EXERCISE DESCRIPTION:
Where does the word "date" show up in the data? Please find each such line and copy it.

Stored items:

----------------------------------------

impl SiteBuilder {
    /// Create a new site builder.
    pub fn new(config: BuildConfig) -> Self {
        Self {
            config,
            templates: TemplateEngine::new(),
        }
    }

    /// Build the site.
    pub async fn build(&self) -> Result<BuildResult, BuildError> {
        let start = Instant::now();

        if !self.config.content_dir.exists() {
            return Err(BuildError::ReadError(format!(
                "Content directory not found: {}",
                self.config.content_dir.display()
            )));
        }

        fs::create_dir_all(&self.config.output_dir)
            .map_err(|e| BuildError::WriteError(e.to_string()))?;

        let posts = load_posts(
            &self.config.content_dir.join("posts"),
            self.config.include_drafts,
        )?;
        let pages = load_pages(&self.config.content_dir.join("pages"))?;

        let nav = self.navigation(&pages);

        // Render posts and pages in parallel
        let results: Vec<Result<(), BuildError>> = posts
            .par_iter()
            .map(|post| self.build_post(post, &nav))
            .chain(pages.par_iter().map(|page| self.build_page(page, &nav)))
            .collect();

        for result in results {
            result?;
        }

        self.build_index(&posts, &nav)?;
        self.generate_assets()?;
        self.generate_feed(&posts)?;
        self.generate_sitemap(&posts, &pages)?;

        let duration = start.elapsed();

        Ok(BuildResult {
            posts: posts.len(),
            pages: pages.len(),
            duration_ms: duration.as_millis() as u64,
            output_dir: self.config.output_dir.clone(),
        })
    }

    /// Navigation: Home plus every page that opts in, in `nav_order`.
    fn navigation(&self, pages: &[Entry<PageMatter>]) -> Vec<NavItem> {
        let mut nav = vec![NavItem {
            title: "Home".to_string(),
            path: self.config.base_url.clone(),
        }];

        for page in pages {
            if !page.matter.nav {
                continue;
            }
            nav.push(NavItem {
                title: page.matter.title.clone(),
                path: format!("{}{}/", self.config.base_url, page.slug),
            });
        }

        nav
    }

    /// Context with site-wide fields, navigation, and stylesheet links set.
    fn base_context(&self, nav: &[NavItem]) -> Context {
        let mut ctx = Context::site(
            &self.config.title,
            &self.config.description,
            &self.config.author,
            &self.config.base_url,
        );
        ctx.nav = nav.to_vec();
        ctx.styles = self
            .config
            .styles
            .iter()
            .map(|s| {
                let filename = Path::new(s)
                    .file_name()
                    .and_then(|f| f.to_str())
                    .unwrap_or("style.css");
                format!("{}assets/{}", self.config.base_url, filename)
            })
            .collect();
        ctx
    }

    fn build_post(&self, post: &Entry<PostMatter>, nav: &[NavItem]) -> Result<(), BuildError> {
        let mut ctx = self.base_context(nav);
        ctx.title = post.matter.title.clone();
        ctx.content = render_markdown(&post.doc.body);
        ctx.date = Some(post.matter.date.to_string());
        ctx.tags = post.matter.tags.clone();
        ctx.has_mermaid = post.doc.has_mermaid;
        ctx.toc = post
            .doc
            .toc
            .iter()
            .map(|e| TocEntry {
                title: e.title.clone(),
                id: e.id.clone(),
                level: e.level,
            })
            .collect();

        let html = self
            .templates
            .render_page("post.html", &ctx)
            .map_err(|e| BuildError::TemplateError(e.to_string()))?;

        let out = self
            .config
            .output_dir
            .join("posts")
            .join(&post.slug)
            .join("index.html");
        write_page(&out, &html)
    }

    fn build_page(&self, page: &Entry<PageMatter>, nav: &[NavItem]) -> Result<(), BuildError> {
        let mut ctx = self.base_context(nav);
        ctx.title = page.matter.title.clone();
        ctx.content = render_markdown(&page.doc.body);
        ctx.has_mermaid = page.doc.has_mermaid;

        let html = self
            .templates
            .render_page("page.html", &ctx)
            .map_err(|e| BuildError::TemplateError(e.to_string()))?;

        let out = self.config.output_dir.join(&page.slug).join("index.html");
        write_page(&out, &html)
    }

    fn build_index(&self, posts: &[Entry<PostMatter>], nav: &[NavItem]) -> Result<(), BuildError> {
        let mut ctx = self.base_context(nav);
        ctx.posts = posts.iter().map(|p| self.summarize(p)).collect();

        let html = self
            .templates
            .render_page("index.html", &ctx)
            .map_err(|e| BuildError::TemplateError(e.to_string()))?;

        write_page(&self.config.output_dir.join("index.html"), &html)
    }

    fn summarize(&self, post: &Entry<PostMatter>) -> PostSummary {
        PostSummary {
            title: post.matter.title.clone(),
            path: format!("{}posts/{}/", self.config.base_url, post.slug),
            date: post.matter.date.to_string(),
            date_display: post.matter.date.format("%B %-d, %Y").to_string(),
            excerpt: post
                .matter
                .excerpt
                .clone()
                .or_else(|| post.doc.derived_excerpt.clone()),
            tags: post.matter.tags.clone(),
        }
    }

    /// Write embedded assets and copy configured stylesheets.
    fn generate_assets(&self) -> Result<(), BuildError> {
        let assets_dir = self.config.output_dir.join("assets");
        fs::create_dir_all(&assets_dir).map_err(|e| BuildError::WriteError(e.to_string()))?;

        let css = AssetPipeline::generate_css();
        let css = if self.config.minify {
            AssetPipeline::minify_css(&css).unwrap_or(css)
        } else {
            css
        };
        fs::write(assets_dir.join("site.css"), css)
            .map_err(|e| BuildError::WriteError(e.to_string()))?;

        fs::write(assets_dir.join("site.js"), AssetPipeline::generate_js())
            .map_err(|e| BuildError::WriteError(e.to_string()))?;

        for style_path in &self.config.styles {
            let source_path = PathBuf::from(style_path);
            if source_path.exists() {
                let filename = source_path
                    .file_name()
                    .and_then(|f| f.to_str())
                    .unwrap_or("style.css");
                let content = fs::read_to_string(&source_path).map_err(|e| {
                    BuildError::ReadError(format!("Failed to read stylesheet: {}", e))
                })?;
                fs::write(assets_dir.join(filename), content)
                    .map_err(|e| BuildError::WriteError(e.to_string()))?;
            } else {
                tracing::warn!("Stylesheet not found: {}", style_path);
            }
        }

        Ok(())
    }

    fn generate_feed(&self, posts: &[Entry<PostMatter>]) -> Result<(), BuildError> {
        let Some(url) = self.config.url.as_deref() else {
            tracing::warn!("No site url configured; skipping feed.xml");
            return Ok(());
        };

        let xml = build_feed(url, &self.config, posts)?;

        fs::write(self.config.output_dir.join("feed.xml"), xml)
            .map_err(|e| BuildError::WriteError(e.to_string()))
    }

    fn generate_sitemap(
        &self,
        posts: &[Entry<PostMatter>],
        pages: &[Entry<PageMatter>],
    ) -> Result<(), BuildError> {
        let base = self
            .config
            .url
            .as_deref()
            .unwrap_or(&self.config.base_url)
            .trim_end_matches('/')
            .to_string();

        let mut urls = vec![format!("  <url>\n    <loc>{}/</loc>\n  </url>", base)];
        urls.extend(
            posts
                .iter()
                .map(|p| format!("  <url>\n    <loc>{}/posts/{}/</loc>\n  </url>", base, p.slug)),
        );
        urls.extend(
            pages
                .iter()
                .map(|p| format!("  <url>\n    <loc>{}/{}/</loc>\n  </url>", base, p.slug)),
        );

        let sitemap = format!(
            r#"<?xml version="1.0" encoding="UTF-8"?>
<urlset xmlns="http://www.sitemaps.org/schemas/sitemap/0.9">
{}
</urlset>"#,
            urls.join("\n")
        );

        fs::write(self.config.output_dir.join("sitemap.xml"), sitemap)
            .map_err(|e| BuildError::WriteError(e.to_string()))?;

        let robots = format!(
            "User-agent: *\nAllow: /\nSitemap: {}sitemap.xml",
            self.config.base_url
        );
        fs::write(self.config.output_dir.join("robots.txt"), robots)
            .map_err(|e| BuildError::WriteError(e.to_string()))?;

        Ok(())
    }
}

----------------------------------------

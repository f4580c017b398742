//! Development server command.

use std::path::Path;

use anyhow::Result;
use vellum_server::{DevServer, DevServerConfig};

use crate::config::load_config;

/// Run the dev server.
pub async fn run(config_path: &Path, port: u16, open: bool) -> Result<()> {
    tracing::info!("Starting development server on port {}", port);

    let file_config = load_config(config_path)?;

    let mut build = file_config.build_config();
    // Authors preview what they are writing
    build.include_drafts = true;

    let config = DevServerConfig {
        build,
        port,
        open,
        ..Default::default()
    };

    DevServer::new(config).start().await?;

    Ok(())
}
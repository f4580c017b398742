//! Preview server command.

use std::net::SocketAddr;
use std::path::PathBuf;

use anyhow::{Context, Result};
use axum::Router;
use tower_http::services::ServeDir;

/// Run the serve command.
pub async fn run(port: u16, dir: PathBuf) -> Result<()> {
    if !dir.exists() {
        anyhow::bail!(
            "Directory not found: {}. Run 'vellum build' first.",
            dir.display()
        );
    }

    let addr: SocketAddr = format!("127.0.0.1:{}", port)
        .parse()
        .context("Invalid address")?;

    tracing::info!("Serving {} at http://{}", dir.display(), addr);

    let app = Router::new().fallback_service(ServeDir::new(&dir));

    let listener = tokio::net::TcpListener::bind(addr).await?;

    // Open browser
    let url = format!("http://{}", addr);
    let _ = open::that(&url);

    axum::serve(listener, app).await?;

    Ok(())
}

----------------------------------------

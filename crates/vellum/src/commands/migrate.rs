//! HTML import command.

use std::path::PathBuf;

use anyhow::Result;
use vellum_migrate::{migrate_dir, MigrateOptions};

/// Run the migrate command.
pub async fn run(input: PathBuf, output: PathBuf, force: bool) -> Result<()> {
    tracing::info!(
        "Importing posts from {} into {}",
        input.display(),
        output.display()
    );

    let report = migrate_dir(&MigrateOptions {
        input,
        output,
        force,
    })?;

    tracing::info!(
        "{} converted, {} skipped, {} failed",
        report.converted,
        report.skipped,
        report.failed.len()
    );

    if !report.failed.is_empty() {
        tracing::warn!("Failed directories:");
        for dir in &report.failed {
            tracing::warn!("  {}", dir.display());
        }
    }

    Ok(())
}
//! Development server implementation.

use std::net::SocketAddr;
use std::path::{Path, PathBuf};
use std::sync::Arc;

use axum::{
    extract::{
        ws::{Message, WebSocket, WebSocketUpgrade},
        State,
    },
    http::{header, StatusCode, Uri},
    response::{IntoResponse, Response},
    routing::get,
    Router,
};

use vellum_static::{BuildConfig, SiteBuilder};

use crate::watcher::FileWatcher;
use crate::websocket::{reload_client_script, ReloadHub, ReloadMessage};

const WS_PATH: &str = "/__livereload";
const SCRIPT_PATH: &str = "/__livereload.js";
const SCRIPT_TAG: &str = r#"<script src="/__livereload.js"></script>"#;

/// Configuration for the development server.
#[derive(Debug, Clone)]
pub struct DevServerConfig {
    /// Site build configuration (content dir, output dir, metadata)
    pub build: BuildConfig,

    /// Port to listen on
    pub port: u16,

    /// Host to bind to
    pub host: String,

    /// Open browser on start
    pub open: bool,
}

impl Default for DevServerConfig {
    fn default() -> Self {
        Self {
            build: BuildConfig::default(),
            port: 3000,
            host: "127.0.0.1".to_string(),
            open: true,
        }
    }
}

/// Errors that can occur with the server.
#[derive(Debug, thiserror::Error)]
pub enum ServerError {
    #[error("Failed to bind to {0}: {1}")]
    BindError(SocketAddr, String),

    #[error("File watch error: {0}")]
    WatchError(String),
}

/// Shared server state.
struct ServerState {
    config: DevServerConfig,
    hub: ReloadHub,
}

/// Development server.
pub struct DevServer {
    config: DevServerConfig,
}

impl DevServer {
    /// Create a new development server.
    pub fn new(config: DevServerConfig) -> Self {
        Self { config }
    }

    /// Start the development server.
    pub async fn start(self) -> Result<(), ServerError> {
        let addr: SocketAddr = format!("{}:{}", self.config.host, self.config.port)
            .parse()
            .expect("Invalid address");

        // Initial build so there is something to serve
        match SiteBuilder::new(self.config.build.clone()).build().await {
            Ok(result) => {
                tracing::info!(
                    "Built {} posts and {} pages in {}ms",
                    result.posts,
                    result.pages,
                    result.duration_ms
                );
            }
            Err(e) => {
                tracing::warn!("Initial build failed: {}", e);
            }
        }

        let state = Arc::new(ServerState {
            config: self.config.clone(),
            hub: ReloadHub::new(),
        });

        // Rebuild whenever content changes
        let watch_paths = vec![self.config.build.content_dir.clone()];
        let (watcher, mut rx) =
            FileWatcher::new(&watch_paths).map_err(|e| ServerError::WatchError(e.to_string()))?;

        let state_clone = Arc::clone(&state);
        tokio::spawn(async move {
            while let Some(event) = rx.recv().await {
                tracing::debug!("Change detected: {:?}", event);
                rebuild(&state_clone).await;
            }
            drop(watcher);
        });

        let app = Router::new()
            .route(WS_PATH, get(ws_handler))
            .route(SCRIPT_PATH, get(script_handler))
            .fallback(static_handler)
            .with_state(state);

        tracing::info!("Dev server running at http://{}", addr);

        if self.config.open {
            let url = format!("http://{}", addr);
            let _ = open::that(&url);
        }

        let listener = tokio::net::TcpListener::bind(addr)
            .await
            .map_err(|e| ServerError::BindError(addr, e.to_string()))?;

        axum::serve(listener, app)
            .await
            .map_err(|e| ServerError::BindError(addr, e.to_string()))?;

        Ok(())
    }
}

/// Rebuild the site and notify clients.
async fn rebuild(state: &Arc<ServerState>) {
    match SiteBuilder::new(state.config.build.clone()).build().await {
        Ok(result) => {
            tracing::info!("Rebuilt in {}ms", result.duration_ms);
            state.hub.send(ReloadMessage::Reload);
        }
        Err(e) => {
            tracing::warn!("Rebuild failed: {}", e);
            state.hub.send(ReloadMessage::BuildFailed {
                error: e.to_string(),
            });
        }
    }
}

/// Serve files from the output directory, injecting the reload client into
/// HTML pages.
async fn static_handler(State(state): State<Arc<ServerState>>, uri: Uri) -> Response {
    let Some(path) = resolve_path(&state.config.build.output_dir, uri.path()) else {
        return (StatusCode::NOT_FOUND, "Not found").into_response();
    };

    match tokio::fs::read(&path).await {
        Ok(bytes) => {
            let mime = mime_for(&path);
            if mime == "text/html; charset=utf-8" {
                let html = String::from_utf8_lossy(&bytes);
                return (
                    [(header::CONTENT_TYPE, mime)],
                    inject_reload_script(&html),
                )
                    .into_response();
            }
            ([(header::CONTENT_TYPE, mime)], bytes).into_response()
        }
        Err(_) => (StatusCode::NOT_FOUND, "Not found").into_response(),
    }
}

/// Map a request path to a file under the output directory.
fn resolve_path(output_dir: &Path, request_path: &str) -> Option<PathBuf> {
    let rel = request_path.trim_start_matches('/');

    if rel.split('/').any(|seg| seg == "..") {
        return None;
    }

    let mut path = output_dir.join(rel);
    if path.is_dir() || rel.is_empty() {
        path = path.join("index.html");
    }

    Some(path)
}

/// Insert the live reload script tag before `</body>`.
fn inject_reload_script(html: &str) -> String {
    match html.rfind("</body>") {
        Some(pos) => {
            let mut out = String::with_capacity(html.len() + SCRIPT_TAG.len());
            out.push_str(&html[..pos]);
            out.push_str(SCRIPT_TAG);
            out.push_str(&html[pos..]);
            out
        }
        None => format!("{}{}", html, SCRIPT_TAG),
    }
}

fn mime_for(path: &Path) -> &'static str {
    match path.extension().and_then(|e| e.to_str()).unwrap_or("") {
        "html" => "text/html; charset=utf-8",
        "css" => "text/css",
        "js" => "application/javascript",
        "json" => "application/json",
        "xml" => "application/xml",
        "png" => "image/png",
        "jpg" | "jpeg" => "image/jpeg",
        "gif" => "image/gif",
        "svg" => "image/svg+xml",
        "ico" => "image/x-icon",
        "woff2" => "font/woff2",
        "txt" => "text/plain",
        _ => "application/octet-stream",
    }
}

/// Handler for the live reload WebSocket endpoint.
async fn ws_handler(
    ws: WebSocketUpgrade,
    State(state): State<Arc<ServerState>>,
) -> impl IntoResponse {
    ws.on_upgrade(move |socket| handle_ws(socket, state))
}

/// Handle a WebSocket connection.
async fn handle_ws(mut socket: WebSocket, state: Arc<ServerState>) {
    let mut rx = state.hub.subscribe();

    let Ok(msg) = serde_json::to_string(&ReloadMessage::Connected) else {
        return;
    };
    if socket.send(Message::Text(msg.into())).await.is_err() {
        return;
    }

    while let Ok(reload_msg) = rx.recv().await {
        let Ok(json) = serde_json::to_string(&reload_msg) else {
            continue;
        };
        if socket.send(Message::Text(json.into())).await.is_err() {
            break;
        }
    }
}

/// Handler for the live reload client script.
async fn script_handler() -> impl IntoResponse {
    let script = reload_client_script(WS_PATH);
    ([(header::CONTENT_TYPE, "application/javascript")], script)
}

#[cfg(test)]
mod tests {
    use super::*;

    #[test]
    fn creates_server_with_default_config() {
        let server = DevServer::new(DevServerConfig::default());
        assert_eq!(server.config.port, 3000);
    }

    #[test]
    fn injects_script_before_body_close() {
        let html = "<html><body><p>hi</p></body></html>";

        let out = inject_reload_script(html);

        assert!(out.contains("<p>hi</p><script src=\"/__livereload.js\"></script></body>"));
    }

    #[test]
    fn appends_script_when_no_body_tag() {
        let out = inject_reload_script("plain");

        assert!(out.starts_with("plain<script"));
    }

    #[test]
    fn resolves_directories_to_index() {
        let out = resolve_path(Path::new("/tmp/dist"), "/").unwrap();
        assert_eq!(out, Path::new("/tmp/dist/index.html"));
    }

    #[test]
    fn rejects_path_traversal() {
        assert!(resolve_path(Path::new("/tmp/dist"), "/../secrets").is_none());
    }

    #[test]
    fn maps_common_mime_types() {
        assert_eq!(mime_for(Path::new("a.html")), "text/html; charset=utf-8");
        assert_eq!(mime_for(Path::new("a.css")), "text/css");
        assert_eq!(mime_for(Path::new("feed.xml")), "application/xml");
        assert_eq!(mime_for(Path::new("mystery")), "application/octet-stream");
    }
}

----------------------------------------

YOUR SOLUTION:
        ctx.date = Some(post.matter.date.to_string());
            date: post.matter.date.to_string(),
            date_display: post.matter.date.format("%B %-d, %Y").to_string(),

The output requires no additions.